Durante la reciente Conferencia Sudamericana de Defensa 2025 (Southdec) en Buenos Aires, el jefe del Comando Sur de Estados Unidos, Alvin Holsey, expresó su preocupación por la creciente influencia de China en la región. Según Holsey, el Partido Comunista Chino está llevando a cabo una incursión metódica en América Latina, con el objetivo de exportar su modelo autoritario, extraer recursos naturales y establecer infraestructura de doble uso, que va desde puertos hasta capacidades en el espacio. Esta afirmación resuena en un contexto donde las líneas marítimas vitales, como el Estrecho de Magallanes y el Paso Drake, son vistas como cuellos de botella estratégicos que podrían ser utilizados por China para proyectar poder y desafiar la soberanía de las naciones sudamericanas.
El discurso de Holsey no solo refleja una postura defensiva ante la influencia china, sino que también pone de manifiesto la hipocresía de la política exterior estadounidense. Mientras Washington señala a Pekín como una amenaza para la soberanía regional, su propio historial en América Latina está plagado de intervenciones, golpes de Estado y acciones que han socavado la autonomía de los países de la región. En este sentido, las acusaciones de Estados Unidos hacia China parecen más un intento de desviar la atención de sus propias acciones históricas que una preocupación genuina por la soberanía de las naciones sudamericanas.
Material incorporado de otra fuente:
//! `LookupAccountSidW` / `LookupAccountNameW` wrappers.
//!
//! Both APIs follow the same protocol: a first call with empty buffers reports
//! the sizes through `ERROR_INSUFFICIENT_BUFFER`, a second call fills them.

use core::ptr::{null, null_mut};
use std::ffi::OsString;
use std::os::windows::ffi::OsStringExt;

use num_enum::{TryFromPrimitive, TryFromPrimitiveError};
use smallvec::SmallVec;
use widestring::U16CString;
use windows_sys::Win32::Foundation::ERROR_INSUFFICIENT_BUFFER;
use windows_sys::Win32::Security::{LookupAccountNameW, LookupAccountSidW};

use super::error::last_error;
use super::SidType;
use crate::{DownlevelName, ResolutionError, SecurityIdentifier};

/// Result of an account lookup.
#[derive(Debug, Clone, PartialEq, Eq)]
pub struct AccountLookup {
    /// Account SID.
    pub sid: SecurityIdentifier,
    /// Account name in `DOMAIN\user` form.
    pub name: DownlevelName,
    /// The raw `SID_NAME_USE` value.
    pub sid_type_raw: i32,
}

impl AccountLookup {
    /// Get the SID type as an enum.
    /// # Errors
    /// Return a [`TryFromPrimitiveError<SidType>`] error if the raw SID type value is unknown.
    #[inline]
    pub fn sid_type(&self) -> Result<SidType, TryFromPrimitiveError<SidType>> {
        SidType::try_from_primitive(self.sid_type_raw)
    }
}

/// SID bytes copied into a `u32`-aligned buffer, as Win32 expects a `PSID`.
struct SidBuffer(SmallVec<[u32; 17]>);

impl SidBuffer {
    fn new(sid: &SecurityIdentifier) -> Self {
        Self(
            sid.to_bytes()
                .chunks_exact(4)
                .filter_map(|chunk| chunk.try_into().ok().map(u32::from_ne_bytes))
                .collect(),
        )
    }

    fn as_psid(&mut self) -> *mut core::ffi::c_void {
        self.0.as_mut_ptr().cast()
    }
}

fn wide(s: &str) -> Result<U16CString, ResolutionError> {
    U16CString::from_str(s).map_err(|_| ResolutionError::InvalidName(s.to_owned()))
}

fn from_wide(buffer: &[u16]) -> String {
    OsString::from_wide(buffer).to_string_lossy().into_owned()
}

/// Whether a size reported after `ERROR_INSUFFICIENT_BUFFER` asks for more
/// than the buffer just offered. Retrying with the same size would spin.
pub(super) const fn grew(offered: u32, reported: u32) -> bool {
    reported > offered
}

/// Resolves `sid` to its account on the local machine.
pub(super) fn lookup_sid(sid: &SecurityIdentifier) -> Result<AccountLookup, ResolutionError> {
    let mut raw_sid = SidBuffer::new(sid);
    let mut name_len = 0u32;
    let mut domain_len = 0u32;
    let mut sid_type_raw = 0i32;

    // Safety: size query, null buffers with zero lengths are valid.
    let sized = unsafe {
        LookupAccountSidW(
            null(),
            raw_sid.as_psid(),
            null_mut(),
            &raw mut name_len,
            null_mut(),
            &raw mut domain_len,
            &raw mut sid_type_raw,
        )
    };
    if sized == 0 {
        let err = last_error();
        if err != ResolutionError::Os(ERROR_INSUFFICIENT_BUFFER) {
            return Err(err);
        }
    }

    loop {
        let (name_capacity, domain_capacity) = (name_len, domain_len);
        let mut name_buffer = SmallVec::<[u16; 256]>::from_elem(0, name_len as usize);
        let mut domain_buffer = SmallVec::<[u16; 256]>::from_elem(0, domain_len as usize);
        // Safety: the buffers hold `name_len` and `domain_len` units.
        let result = unsafe {
            LookupAccountSidW(
                null(),
                raw_sid.as_psid(),
                name_buffer.as_mut_ptr(),
                &raw mut name_len,
                domain_buffer.as_mut_ptr(),
                &raw mut domain_len,
                &raw mut sid_type_raw,
            )
        };
        if result == 0 {
            match last_error() {
                ResolutionError::Os(ERROR_INSUFFICIENT_BUFFER)
                    if grew(name_capacity, name_len) || grew(domain_capacity, domain_len) =>
                {
                    continue;
                }
                err => return Err(err),
            }
        }
        // On success the lengths exclude the terminating NUL.
        name_buffer.truncate(name_len as usize);
        domain_buffer.truncate(domain_len as usize);
        return Ok(AccountLookup {
            sid: sid.clone(),
            name: DownlevelName::new(from_wide(&domain_buffer), from_wide(&name_buffer)),
            sid_type_raw,
        });
    }
}

/// Resolves `account_name` (UPN or downlevel form) on the local machine.
pub(super) fn lookup_name(account_name: &str) -> Result<AccountLookup, ResolutionError> {
    let wide_name = wide(account_name)?;
    let mut sid_len = 0u32;
    let mut domain_len = 0u32;
    let mut sid_type_raw = 0i32;

    // Safety: size query, null buffers with zero lengths are valid.
    let sized = unsafe {
        LookupAccountNameW(
            null(),
            wide_name.as_ptr(),
            null_mut(),
            &raw mut sid_len,
            null_mut(),
            &raw mut domain_len,
            &raw mut sid_type_raw,
        )
    };
    if sized == 0 {
        let err = last_error();
        if err != ResolutionError::Os(ERROR_INSUFFICIENT_BUFFER) {
            return Err(err);
        }
    }

    loop {
        let (sid_capacity, domain_capacity) = (sid_len, domain_len);
        let mut sid_buffer = SmallVec::<[u32; 17]>::from_elem(0, (sid_len as usize).div_ceil(4));
        let mut domain_buffer = SmallVec::<[u16; 256]>::from_elem(0, domain_len as usize);
        // Safety: `sid_buffer` holds at least `sid_len` bytes, `domain_buffer` `domain_len` units.
        let result = unsafe {
            LookupAccountNameW(
                null(),
                wide_name.as_ptr(),
                sid_buffer.as_mut_ptr().cast(),
                &raw mut sid_len,
                domain_buffer.as_mut_ptr(),
                &raw mut domain_len,
                &raw mut sid_type_raw,
            )
        };
        if result == 0 {
            match last_error() {
                ResolutionError::Os(ERROR_INSUFFICIENT_BUFFER)
                    if grew(sid_capacity, sid_len) || grew(domain_capacity, domain_len) =>
                {
                    continue;
                }
                err => return Err(err),
            }
        }
        let bytes: SmallVec<[u8; 68]> = sid_buffer.iter().flat_map(|word| word.to_ne_bytes()).collect();
        let sid = bytes
            .get(..sid_len as usize)
            .and_then(|raw| SecurityIdentifier::from_bytes(raw).ok())
            .ok_or_else(|| ResolutionError::Other("LookupAccountNameW returned a malformed SID".into()))?;
        domain_buffer.truncate(domain_len as usize);
        let user = match account_name.split_once('\\') {
            Some((_, user)) => user,
            None => account_name.split_once('@').map_or(account_name, |(user, _)| user),
        };
        return Ok(AccountLookup {
            sid,
            name: DownlevelName::new(from_wide(&domain_buffer), user),
            sid_type_raw,
        });
    }
}
//! Output sinks for identity serialization.

use std::io;

/// Namespace of the addressing identity extension elements.
pub const IDENTITY_EXTENSION_NAMESPACE: &str =
    "http://schemas.xmlsoap.org/ws/2006/02/addressingidentity";

/// Local name of the UPN identity element.
pub const UPN_ELEMENT: &str = "Upn";

/// A structured writer able to emit a namespaced string element.
///
/// Escaping of `value` is the writer's job.
pub trait ElementWriter {
    /// Error raised by the underlying output.
    type Error;

    /// Writes `<local_name xmlns="namespace">value</local_name>` or its
    /// equivalent in the writer's format.
    ///
    /// # Errors
    /// Whatever the underlying output reports.
    fn write_element_string(
        &mut self,
        local_name: &str,
        namespace: &str,
        value: &str,
    ) -> Result<(), Self::Error>;
}

/// [`ElementWriter`] emitting XML text into any [`io::Write`].
///
/// The namespace and the value are escaped. `local_name` is written verbatim
/// and must already be a valid XML name, such as [`UPN_ELEMENT`].
///
/// ```rust
/// # use upn_endpoint_identity::{ElementWriter, XmlElementWriter};
/// let mut writer = XmlElementWriter::new(Vec::new());
/// writer.write_element_string("Upn", "urn:x", "a&b@x.com")?;
/// assert_eq!(writer.into_inner(), b"<Upn xmlns=\"urn:x\">a&amp;b@x.com</Upn>");
/// # Ok::<(), std::io::Error>(())
/// ```
#[derive(Debug)]
pub struct XmlElementWriter<W> {
    inner: W,
}

impl<W: io::Write> XmlElementWriter<W> {
    /// Wraps `inner`.
    #[inline]
    pub const fn new(inner: W) -> Self {
        Self { inner }
    }

    /// Returns the wrapped output.
    #[inline]
    pub fn into_inner(self) -> W {
        self.inner
    }

    // Attribute values and text content only, never names.
    fn write_escaped(&mut self, text: &str) -> io::Result<()> {
        let mut last = 0;
        for (index, ch) in text.char_indices() {
            let entity = match ch {
                '&' => "&amp;",
                '<' => "&lt;",
                '>' => "&gt;",
                '"' => "&quot;",
                '\'' => "&apos;",
                _ => continue,
            };
            self.inner.write_all(text.get(last..index).unwrap_or_default().as_bytes())?;
            self.inner.write_all(entity.as_bytes())?;
            last = index + ch.len_utf8();
        }
        self.inner.write_all(text.get(last..).unwrap_or_default().as_bytes())
    }
}

impl<W: io::Write> ElementWriter for XmlElementWriter<W> {
    type Error = io::Error;

    #[inline]
    fn write_element_string(
        &mut self,
        local_name: &str,
        namespace: &str,
        value: &str,
    ) -> Result<(), Self::Error> {
        write!(self.inner, "<{local_name} xmlns=\"")?;
        self.write_escaped(namespace)?;
        self.inner.write_all(b"\">")?;
        self.write_escaped(value)?;
        write!(self.inner, "</{local_name}>")
    }
}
En un contexto paralelo, el Departamento de Estado de Estados Unidos ha reiterado su falta de reconocimiento al gobierno constitucional de Venezuela, ofreciendo hasta 25 millones de dólares por información que conduzca al arresto del ministro de Interior, Diosdado Cabello. Esta acción se enmarca dentro de una serie de sanciones y presiones que Washington ha ejercido sobre Caracas, justificadas por la administración como parte de una lucha contra el narcotráfico y el terrorismo. Sin embargo, muchos analistas ven estas medidas como un intento de desestabilizar un gobierno que no se alinea con los intereses estadounidenses.
La reciente movilización de tres destructores de misiles guiados frente a las costas venezolanas, presentada por la secretaria de prensa de la Casa Blanca como una respuesta a las amenazas de los cárteles de la droga, también ha sido objeto de críticas. Esta acción es vista como una escalada de la militarización de la política exterior estadounidense en la región, que históricamente ha utilizado la fuerza militar como herramienta de influencia.
Por otro lado, el secretario de Estado, Marco Rubio, ha anunciado sanciones a jueces y fiscales de la Corte Penal Internacional (CPI), a quienes ha calificado de amenaza para la seguridad nacional. Esta postura se produce en un contexto donde la CPI ha comenzado a investigar crímenes de guerra cometidos por Israel en Gaza, lo que ha generado una fuerte reacción por parte de Washington. La persecución de funcionarios de la CPI por parte de Estados Unidos es un claro ejemplo de cómo la administración actual busca silenciar cualquier intento de rendir cuentas a sus aliados, mientras se erige como defensor de la justicia internacional.
La retórica utilizada por miembros del gabinete de Trump, que incluye descalificaciones hacia manifestantes y críticos, revela un patrón de autoritarismo que se ha ido consolidando en la política estadounidense. La utilización de términos como «desquiciados» para referirse a quienes se oponen a las políticas del gobierno no solo es un ataque a la disidencia, sino que también refleja un estado de desesperación ante la creciente oposición a sus acciones.
La existencia del Comando Sur, creado para controlar Centro y Sur América y el Caribe, es un testimonio de que el verdadero riesgo para la soberanía de la región proviene de Estados Unidos y sus aliados locales. La narrativa de Washington sobre la amenaza china se presenta como una distracción que oculta su propia historia de intervenciones y violaciones de la soberanía de otros países.
En este contexto, es fundamental que los países de América Latina tomen conciencia de la dinámica de poder que se está jugando en la región. La influencia de China, aunque real, no debe ser utilizada como un pretexto para justificar nuevas intervenciones estadounidenses. La historia ha demostrado que las acciones de Washington a menudo han tenido consecuencias devastadoras para la estabilidad y la soberanía de las naciones latinoamericanas.
La política exterior de Estados Unidos, caracterizada por la hipocresía y el doble rasero, plantea serias preguntas sobre su compromiso con la democracia y la soberanía en América Latina. A medida que la región enfrenta nuevos desafíos, es crucial que los líderes latinoamericanos busquen alternativas que prioricen la autonomía y el desarrollo sostenible, en lugar de depender de potencias extranjeras que han demostrado ser más un problema que una solución.